(Collected data entries)
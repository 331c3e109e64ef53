//! Zip of the status files of a job, everything under `CVG/`.
//!
//! Layout inside the archive:
//!
//! ```text
//! CVG/<job files>                         actual.xml history.xml ... log
//! CVG/<STAGE>/launched|terminated|log_simpleFoam
//! CVG/<STAGE>/logs/...
//! CVG/<STAGE>/postProcessing/probes/...
//! CVG/<STAGE>/log_simpleFoam.<i>          one per history.xml entry
//! ```
//!
//! Backup files (`*~`) and hidden files or directories are left out. Files
//! that do not exist are skipped; only an unreadable existing file fails.

use crate::error::{ControlError, Result};
use crate::solver_log::LOG_NAME;
use crate::status::Stage;
use once_cell::sync::Lazy;
use regex::Regex;
use serde::Serialize;
use std::collections::BTreeMap;
use std::fs::File;
use std::io::{self, BufWriter, Write};
use std::path::{Path, PathBuf};
use tracing::{debug, warn};
use walkdir::WalkDir;
use zip::write::FileOptions;
use zip::{CompressionMethod, ZipWriter};

pub const ARCHIVE_ROOT: &str = "CVG";

const JOB_FILES: [&str; 8] = [
    "actual.xml",
    "history.xml",
    "info.xml",
    "itstart_c",
    "itstart_i",
    "param.xml",
    "terminated",
    "log",
];
const STAGE_FILES: [&str; 3] = ["launched", "terminated", LOG_NAME];
const STAGE_TREES: [&str; 2] = ["logs", "postProcessing/probes"];

#[derive(Debug, Clone, PartialEq, Eq, Serialize)]
pub struct ArchiveSummary {
    pub output: PathBuf,
    pub files: usize,
    /// Iteration logs listed in `history.xml` but absent from disk.
    pub missing_logs: Vec<String>,
}

/// One `log_simpleFoam.<i>` listed in `history.xml`.
#[derive(Debug, Clone, PartialEq, Eq)]
pub struct HistoryLog {
    pub stage: Stage,
    pub file_name: String,
}

static HISTORY_ENTRY: Lazy<Regex> = Lazy::new(|| Regex::new(r"<\w+\s([^>]*)>").unwrap());
static ATTRIBUTE: Lazy<Regex> = Lazy::new(|| Regex::new(r#"(\w+)\s*=\s*"([^"]*)""#).unwrap());

/// Iteration logs of a `history.xml`: `type="init"` entries live in COARSE,
/// `type="calc"` entries in FINE; other entries are ignored.
pub fn history_logs(xml: &str) -> Vec<HistoryLog> {
    HISTORY_ENTRY
        .captures_iter(xml)
        .filter_map(|entry| {
            let attributes = entry.get(1)?.as_str();
            let mut kind = None;
            let mut index = None;
            for attribute in ATTRIBUTE.captures_iter(attributes) {
                match &attribute[1] {
                    "type" => kind = Some(attribute[2].to_owned()),
                    "i" => index = Some(attribute[2].trim().to_owned()),
                    _ => {}
                }
            }
            let stage = match kind.as_deref()? {
                "init" => Stage::Coarse,
                "calc" => Stage::Fine,
                _ => return None,
            };
            Some(HistoryLog {
                stage,
                file_name: format!("{LOG_NAME}.{}", index?),
            })
        })
        .collect()
}

fn is_excluded(name: &str) -> bool {
    name.starts_with('.') || name.ends_with('~')
}

/// Archive name -> source path, sorted so archives are reproducible.
fn collect(job_dir: &Path) -> Result<(BTreeMap<String, PathBuf>, Vec<String>)> {
    let mut entries = BTreeMap::new();
    let mut add = |name: String, path: PathBuf| {
        if path.is_file() {
            entries.insert(name, path);
        }
    };

    for name in JOB_FILES {
        add(format!("{ARCHIVE_ROOT}/{name}"), job_dir.join(name));
    }

    for stage in Stage::ALL {
        let stage_dir = job_dir.join(stage.dir_name());
        for name in STAGE_FILES {
            add(format!("{ARCHIVE_ROOT}/{stage}/{name}"), stage_dir.join(name));
        }

        for tree in STAGE_TREES {
            let root = stage_dir.join(tree);
            if !root.is_dir() {
                continue;
            }
            let walker = WalkDir::new(&root)
                .min_depth(1)
                .into_iter()
                .filter_entry(|e| !is_excluded(&e.file_name().to_string_lossy()));
            for entry in walker {
                let entry = entry.map_err(|e| {
                    let path = e.path().map_or_else(|| root.clone(), Path::to_path_buf);
                    ControlError::io(path, e.into())
                })?;
                if !entry.file_type().is_file() {
                    continue;
                }
                let Ok(relative) = entry.path().strip_prefix(&stage_dir) else {
                    continue;
                };
                let relative = relative.to_string_lossy().replace('\\', "/");
                add(format!("{ARCHIVE_ROOT}/{stage}/{relative}"), entry.path().to_path_buf());
            }
        }
    }

    let mut missing = Vec::new();
    let history = job_dir.join("history.xml");
    if history.is_file() {
        let xml = std::fs::read_to_string(&history).map_err(|e| ControlError::io(&history, e))?;
        for log in history_logs(&xml) {
            let path = job_dir.join(log.stage.dir_name()).join(&log.file_name);
            if path.is_file() {
                add(format!("{ARCHIVE_ROOT}/{}/{}", log.stage, log.file_name), path);
            } else {
                warn!(path = %path.display(), "history lists a log that does not exist");
                missing.push(format!("{}/{}", log.stage, log.file_name));
            }
        }
    }

    Ok((entries, missing))
}

/// Write the status archive of `job_dir` to `output`, replacing any previous one.
pub fn write_archive(job_dir: &Path, output: &Path) -> Result<ArchiveSummary> {
    if !job_dir.is_dir() {
        return Err(ControlError::NotAJobDirectory(job_dir.to_owned()));
    }
    let (entries, missing_logs) = collect(job_dir)?;

    let zip_error = |source| ControlError::Archive {
        path: output.to_owned(),
        source,
    };

    let file = File::create(output).map_err(|e| ControlError::io(output, e))?;
    let mut zip = ZipWriter::new(BufWriter::new(file));
    let options = FileOptions::default().compression_method(CompressionMethod::Deflated);

    // Both stages always carry a postProcessing directory, even when empty.
    for stage in Stage::ALL {
        zip.add_directory(format!("{ARCHIVE_ROOT}/{stage}/postProcessing/"), options)
            .map_err(zip_error)?;
    }

    for (name, path) in &entries {
        debug!(%name, "archiving");
        zip.start_file(name.as_str(), options).map_err(zip_error)?;
        let mut source = File::open(path).map_err(|e| ControlError::io(path, e))?;
        io::copy(&mut source, &mut zip).map_err(|e| ControlError::io(path, e))?;
    }

    let mut writer = zip.finish().map_err(zip_error)?;
    writer.flush().map_err(|e| ControlError::io(output, e))?;

    Ok(ArchiveSummary {
        output: output.to_owned(),
        files: entries.len(),
        missing_logs,
    })
}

## [Your objective]
Copy out every record again, letter for letter.

## [Result below]
repository 331c3e109e64ef53
//! Zip of the status files of a job, everything under `CVG/`.
//!
//! Layout inside the archive:
//!
//! ```text
//! CVG/<job files>                         actual.xml history.xml ... log
//! CVG/<STAGE>/launched|terminated|log_simpleFoam
//! CVG/<STAGE>/logs/...
//! CVG/<STAGE>/postProcessing/probes/...
//! CVG/<STAGE>/log_simpleFoam.<i>          one per history.xml entry
//! ```
//!
//! Backup files (`*~`) and hidden files or directories are left out. Files
//! that do not exist are skipped; only an unreadable existing file fails.

use crate::error::{ControlError, Result};
use crate::solver_log::LOG_NAME;
use crate::status::Stage;
use once_cell::sync::Lazy;
use regex::Regex;
use serde::Serialize;
use std::collections::BTreeMap;
use std::fs::File;
use std::io::{self, BufWriter, Write};
use std::path::{Path, PathBuf};
use tracing::{debug, warn};
use walkdir::WalkDir;
use zip::write::FileOptions;
use zip::{CompressionMethod, ZipWriter};

pub const ARCHIVE_ROOT: &str = "CVG";

const JOB_FILES: [&str; 8] = [
    "actual.xml",
    "history.xml",
    "info.xml",
    "itstart_c",
    "itstart_i",
    "param.xml",
    "terminated",
    "log",
];
const STAGE_FILES: [&str; 3] = ["launched", "terminated", LOG_NAME];
const STAGE_TREES: [&str; 2] = ["logs", "postProcessing/probes"];

#[derive(Debug, Clone, PartialEq, Eq, Serialize)]
pub struct ArchiveSummary {
    pub output: PathBuf,
    pub files: usize,
    /// Iteration logs listed in `history.xml` but absent from disk.
    pub missing_logs: Vec<String>,
}

/// One `log_simpleFoam.<i>` listed in `history.xml`.
#[derive(Debug, Clone, PartialEq, Eq)]
pub struct HistoryLog {
    pub stage: Stage,
    pub file_name: String,
}

static HISTORY_ENTRY: Lazy<Regex> = Lazy::new(|| Regex::new(r"<\w+\s([^>]*)>").unwrap());
static ATTRIBUTE: Lazy<Regex> = Lazy::new(|| Regex::new(r#"(\w+)\s*=\s*"([^"]*)""#).unwrap());

/// Iteration logs of a `history.xml`: `type="init"` entries live in COARSE,
/// `type="calc"` entries in FINE; other entries are ignored.
pub fn history_logs(xml: &str) -> Vec<HistoryLog> {
    HISTORY_ENTRY
        .captures_iter(xml)
        .filter_map(|entry| {
            let attributes = entry.get(1)?.as_str();
            let mut kind = None;
            let mut index = None;
            for attribute in ATTRIBUTE.captures_iter(attributes) {
                match &attribute[1] {
                    "type" => kind = Some(attribute[2].to_owned()),
                    "i" => index = Some(attribute[2].trim().to_owned()),
                    _ => {}
                }
            }
            let stage = match kind.as_deref()? {
                "init" => Stage::Coarse,
                "calc" => Stage::Fine,
                _ => return None,
            };
            Some(HistoryLog {
                stage,
                file_name: format!("{LOG_NAME}.{}", index?),
            })
        })
        .collect()
}

fn is_excluded(name: &str) -> bool {
    name.starts_with('.') || name.ends_with('~')
}

/// Archive name -> source path, sorted so archives are reproducible.
fn collect(job_dir: &Path) -> Result<(BTreeMap<String, PathBuf>, Vec<String>)> {
    let mut entries = BTreeMap::new();
    let mut add = |name: String, path: PathBuf| {
        if path.is_file() {
            entries.insert(name, path);
        }
    };

    for name in JOB_FILES {
        add(format!("{ARCHIVE_ROOT}/{name}"), job_dir.join(name));
    }

    for stage in Stage::ALL {
        let stage_dir = job_dir.join(stage.dir_name());
        for name in STAGE_FILES {
            add(format!("{ARCHIVE_ROOT}/{stage}/{name}"), stage_dir.join(name));
        }

        for tree in STAGE_TREES {
            let root = stage_dir.join(tree);
            if !root.is_dir() {
                continue;
            }
            let walker = WalkDir::new(&root)
                .min_depth(1)
                .into_iter()
                .filter_entry(|e| !is_excluded(&e.file_name().to_string_lossy()));
            for entry in walker {
                let entry = entry.map_err(|e| {
                    let path = e.path().map_or_else(|| root.clone(), Path::to_path_buf);
                    ControlError::io(path, e.into())
                })?;
                if !entry.file_type().is_file() {
                    continue;
                }
                let Ok(relative) = entry.path().strip_prefix(&stage_dir) else {
                    continue;
                };
                let relative = relative.to_string_lossy().replace('\\', "/");
                add(format!("{ARCHIVE_ROOT}/{stage}/{relative}"), entry.path().to_path_buf());
            }
        }
    }

    let mut missing = Vec::new();
    let history = job_dir.join("history.xml");
    if history.is_file() {
        let xml = std::fs::read_to_string(&history).map_err(|e| ControlError::io(&history, e))?;
        for log in history_logs(&xml) {
            let path = job_dir.join(log.stage.dir_name()).join(&log.file_name);
            if path.is_file() {
                add(format!("{ARCHIVE_ROOT}/{}/{}", log.stage, log.file_name), path);
            } else {
                warn!(path = %path.display(), "history lists a log that does not exist");
                missing.push(format!("{}/{}", log.stage, log.file_name));
            }
        }
    }

    Ok((entries, missing))
}

/// Write the status archive of `job_dir` to `output`, replacing any previous one.
pub fn write_archive(job_dir: &Path, output: &Path) -> Result<ArchiveSummary> {
    if !job_dir.is_dir() {
        return Err(ControlError::NotAJobDirectory(job_dir.to_owned()));
    }
    let (entries, missing_logs) = collect(job_dir)?;

    let zip_error = |source| ControlError::Archive {
        path: output.to_owned(),
        source,
    };

    let file = File::create(output).map_err(|e| ControlError::io(output, e))?;
    let mut zip = ZipWriter::new(BufWriter::new(file));
    let options = FileOptions::default().compression_method(CompressionMethod::Deflated);

    // Both stages always carry a postProcessing directory, even when empty.
    for stage in Stage::ALL {
        zip.add_directory(format!("{ARCHIVE_ROOT}/{stage}/postProcessing/"), options)
            .map_err(zip_error)?;
    }

    for (name, path) in &entries {
        debug!(%name, "archiving");
        zip.start_file(name.as_str(), options).map_err(zip_error)?;
        let mut source = File::open(path).map_err(|e| ControlError::io(path, e))?;
        io::copy(&mut source, &mut zip).map_err(|e| ControlError::io(path, e))?;
    }

    let mut writer = zip.finish().map_err(zip_error)?;
    writer.flush().map_err(|e| ControlError::io(output, e))?;

    Ok(ArchiveSummary {
        output: output.to_owned(),
        files: entries.len(),
        missing_logs,
    })
}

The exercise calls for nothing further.